[Stored records]
--*--
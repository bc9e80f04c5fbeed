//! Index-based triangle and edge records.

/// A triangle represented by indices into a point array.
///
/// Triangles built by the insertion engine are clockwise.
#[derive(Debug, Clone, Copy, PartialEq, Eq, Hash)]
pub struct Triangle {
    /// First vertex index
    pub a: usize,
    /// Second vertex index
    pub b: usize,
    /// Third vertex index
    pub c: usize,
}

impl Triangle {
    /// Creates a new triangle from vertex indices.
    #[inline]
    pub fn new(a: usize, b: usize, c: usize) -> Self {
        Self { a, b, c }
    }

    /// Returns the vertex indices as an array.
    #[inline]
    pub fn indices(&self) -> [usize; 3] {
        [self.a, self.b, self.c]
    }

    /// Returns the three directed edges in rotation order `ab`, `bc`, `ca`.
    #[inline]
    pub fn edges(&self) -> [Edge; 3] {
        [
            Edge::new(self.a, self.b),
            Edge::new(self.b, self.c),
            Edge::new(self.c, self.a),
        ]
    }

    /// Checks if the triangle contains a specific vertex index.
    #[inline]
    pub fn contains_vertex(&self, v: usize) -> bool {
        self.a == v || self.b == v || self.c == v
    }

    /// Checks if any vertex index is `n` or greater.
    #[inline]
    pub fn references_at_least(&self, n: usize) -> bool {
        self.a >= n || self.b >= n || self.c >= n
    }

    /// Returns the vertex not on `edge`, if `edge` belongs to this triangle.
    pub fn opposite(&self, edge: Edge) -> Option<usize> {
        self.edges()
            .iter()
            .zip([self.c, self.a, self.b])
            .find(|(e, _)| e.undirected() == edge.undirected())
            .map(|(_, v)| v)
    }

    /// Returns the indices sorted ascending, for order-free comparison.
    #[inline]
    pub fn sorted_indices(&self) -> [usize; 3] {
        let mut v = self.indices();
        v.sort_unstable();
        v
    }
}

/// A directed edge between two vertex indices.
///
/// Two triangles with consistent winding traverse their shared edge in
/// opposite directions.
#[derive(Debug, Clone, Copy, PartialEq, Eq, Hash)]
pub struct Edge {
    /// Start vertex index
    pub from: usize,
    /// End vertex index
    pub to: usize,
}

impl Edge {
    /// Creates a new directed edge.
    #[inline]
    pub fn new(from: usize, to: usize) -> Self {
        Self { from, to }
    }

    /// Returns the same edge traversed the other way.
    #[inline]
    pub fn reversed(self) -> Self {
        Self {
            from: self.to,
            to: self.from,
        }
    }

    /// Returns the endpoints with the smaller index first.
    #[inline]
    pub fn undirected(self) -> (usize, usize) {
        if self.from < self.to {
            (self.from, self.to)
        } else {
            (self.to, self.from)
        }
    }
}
--*--
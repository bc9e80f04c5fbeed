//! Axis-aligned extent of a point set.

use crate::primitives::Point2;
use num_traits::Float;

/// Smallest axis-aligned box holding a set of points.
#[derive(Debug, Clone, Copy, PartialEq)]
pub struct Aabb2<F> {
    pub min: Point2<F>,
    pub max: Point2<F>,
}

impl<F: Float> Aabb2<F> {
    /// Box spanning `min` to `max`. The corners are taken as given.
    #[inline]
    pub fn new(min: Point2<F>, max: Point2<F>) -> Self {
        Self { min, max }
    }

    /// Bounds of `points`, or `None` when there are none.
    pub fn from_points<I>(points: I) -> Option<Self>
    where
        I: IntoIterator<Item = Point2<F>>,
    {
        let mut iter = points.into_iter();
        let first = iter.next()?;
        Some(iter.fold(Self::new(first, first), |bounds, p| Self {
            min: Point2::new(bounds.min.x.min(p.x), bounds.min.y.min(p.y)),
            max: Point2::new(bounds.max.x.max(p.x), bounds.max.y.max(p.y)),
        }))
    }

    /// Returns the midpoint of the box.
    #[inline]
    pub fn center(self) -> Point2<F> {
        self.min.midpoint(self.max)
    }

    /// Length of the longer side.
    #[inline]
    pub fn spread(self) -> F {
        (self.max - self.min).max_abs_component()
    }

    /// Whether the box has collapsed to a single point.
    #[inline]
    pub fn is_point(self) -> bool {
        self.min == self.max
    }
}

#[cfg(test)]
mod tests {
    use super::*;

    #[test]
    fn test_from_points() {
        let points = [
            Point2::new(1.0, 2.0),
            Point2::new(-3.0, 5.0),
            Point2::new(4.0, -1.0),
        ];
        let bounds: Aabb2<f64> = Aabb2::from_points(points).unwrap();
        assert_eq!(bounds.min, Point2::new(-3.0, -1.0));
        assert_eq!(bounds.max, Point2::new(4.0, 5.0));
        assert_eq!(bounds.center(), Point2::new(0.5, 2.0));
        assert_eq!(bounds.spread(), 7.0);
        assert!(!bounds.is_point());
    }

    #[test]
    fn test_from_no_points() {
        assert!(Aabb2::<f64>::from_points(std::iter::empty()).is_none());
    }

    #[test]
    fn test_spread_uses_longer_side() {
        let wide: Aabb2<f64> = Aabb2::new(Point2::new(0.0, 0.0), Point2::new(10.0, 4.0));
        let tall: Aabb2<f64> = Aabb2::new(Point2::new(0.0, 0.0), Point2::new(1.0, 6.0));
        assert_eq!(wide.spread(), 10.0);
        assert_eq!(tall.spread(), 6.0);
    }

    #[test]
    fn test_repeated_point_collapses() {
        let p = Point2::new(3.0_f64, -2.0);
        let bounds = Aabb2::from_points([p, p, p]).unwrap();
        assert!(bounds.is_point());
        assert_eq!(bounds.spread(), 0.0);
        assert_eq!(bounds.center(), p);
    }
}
--*--
# What the exercise asks
Gather each line in the entries above where the string "Option" is found.

# Completed exercise
    pub fn opposite(&self, edge: Edge) -> Option<usize> {
    pub fn from_points<I>(points: I) -> Option<Self>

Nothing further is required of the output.